● **Work instruction**: Find the lines of the listing that contain the string "twice", and return them.

++++ Records supplied ++++

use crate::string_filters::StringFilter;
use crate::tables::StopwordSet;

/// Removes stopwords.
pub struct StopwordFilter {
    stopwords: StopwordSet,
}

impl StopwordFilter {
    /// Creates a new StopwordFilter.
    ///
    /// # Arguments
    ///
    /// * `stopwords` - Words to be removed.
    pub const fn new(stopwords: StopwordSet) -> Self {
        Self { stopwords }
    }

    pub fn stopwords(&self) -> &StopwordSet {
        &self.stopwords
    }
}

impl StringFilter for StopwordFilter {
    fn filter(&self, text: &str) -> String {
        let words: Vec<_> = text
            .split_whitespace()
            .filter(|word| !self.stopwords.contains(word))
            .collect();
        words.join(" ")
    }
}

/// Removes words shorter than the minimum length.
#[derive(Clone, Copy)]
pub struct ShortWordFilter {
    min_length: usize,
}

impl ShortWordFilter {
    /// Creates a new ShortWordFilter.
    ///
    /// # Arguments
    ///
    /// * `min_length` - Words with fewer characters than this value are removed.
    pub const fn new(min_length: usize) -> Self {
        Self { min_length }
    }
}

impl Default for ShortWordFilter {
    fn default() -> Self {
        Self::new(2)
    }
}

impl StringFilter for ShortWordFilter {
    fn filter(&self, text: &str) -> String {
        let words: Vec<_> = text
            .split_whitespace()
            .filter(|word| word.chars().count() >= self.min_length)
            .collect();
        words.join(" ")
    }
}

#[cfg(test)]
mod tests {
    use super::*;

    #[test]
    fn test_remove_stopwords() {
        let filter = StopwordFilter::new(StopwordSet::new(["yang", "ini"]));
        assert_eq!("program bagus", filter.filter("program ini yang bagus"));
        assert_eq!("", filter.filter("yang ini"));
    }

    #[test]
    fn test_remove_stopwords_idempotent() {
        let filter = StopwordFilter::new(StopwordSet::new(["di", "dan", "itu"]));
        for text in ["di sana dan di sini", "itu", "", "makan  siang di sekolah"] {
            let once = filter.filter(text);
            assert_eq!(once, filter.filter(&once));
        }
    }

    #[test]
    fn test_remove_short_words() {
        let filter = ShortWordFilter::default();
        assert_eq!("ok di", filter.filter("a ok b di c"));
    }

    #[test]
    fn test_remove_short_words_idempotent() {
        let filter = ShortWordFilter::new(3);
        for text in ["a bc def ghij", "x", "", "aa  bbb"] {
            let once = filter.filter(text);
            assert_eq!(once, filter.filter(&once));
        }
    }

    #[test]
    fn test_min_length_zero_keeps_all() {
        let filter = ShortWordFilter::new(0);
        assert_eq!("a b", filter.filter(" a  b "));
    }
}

++++
++++ Records supplied ++++

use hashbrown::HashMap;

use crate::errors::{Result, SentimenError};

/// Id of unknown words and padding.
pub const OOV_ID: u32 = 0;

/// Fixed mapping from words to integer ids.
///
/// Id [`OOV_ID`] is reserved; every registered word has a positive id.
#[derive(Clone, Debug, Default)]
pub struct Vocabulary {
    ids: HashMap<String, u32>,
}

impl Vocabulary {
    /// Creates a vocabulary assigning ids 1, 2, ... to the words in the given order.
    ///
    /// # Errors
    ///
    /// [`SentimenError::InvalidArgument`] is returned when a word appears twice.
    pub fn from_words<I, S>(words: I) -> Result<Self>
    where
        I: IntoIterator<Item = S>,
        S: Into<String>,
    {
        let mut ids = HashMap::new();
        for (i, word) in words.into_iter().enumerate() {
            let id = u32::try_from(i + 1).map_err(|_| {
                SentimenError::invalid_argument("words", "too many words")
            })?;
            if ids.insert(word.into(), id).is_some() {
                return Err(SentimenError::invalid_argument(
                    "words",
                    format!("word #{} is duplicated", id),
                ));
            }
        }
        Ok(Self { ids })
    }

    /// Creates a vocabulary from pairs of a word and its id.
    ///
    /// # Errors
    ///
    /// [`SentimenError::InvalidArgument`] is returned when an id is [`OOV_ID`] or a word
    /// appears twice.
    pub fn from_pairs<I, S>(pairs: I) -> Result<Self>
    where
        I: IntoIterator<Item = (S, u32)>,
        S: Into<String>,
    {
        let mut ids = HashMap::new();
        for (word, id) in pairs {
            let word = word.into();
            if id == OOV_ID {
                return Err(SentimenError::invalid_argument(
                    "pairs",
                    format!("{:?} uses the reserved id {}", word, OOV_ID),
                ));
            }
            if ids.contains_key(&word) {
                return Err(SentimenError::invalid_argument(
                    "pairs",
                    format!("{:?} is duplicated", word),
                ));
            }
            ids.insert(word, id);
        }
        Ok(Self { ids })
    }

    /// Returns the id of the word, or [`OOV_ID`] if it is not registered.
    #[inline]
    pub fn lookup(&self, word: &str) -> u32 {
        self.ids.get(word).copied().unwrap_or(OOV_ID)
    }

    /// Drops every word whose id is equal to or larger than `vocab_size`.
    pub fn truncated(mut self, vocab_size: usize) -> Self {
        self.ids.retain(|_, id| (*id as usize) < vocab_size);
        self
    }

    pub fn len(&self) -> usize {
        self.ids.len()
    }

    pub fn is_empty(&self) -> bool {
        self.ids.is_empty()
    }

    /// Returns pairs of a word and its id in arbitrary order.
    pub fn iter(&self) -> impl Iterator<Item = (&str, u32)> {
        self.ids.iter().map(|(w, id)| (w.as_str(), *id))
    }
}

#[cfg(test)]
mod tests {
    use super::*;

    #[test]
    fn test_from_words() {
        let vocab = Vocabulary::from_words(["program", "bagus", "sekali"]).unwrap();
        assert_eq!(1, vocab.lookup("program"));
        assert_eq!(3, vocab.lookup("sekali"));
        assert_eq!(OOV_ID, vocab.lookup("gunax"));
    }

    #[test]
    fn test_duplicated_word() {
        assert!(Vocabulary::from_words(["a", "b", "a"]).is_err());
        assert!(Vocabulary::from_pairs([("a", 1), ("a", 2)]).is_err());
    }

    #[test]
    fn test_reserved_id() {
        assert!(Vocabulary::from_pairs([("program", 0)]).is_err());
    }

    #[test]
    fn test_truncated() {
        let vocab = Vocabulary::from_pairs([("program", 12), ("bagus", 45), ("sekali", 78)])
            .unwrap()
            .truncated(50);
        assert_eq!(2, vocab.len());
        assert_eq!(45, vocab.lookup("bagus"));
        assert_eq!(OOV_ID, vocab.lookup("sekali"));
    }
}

++++

● **Response below**:
    /// [`SentimenError::InvalidArgument`] is returned when a word appears twice.
    /// appears twice.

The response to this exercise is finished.